→ **EXERCISE INSTRUCTIONS**:
Copy each line from the listing below where the word "option" shows up.

*** Opening of STORED DATA ***

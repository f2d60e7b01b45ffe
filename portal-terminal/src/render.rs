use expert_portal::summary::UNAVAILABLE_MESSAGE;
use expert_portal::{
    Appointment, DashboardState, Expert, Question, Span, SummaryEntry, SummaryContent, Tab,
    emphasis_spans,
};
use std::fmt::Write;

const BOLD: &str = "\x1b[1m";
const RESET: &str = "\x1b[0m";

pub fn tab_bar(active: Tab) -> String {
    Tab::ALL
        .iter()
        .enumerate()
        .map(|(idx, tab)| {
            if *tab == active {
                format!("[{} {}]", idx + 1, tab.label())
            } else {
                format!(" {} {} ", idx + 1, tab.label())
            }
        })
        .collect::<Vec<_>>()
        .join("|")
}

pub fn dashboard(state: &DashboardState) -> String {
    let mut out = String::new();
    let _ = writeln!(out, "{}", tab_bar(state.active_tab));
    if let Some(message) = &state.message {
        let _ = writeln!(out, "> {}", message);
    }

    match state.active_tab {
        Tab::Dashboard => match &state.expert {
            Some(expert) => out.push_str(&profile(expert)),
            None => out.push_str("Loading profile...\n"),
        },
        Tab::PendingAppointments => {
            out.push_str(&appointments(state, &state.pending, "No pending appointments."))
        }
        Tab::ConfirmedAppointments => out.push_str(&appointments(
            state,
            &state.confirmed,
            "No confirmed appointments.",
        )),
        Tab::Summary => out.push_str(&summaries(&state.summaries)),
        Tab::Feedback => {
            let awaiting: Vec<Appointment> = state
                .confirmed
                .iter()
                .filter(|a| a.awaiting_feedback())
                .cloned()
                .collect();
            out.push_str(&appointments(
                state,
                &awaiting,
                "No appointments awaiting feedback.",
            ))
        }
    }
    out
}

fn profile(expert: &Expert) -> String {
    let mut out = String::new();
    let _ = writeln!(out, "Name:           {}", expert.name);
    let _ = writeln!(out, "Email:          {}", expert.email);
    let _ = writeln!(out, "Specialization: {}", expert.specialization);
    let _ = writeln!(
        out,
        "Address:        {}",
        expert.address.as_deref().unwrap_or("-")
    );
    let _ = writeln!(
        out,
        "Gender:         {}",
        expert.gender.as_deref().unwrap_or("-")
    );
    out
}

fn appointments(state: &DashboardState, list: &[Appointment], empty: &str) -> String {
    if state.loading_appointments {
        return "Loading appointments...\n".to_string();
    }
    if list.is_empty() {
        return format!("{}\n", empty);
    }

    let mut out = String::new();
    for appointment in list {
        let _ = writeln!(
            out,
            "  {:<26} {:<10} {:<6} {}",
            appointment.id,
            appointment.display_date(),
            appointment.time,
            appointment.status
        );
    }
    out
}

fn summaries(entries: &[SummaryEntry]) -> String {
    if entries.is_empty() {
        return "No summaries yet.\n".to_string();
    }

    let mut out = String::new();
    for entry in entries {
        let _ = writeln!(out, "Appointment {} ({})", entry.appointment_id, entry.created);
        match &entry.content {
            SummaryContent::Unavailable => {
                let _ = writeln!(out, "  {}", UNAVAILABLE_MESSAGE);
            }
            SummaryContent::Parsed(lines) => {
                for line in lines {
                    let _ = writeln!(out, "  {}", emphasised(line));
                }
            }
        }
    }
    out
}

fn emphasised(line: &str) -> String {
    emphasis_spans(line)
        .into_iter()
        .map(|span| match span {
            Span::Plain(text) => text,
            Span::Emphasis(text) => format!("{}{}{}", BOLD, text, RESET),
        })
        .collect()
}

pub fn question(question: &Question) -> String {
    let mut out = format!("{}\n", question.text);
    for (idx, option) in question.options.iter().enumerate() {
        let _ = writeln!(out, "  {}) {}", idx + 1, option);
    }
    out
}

*** Close of STORED DATA ***

→ **ANSWER SPACE**:
    for (idx, option) in question.options.iter().enumerate() {
        let _ = writeln!(out, "  {}) {}", idx + 1, option);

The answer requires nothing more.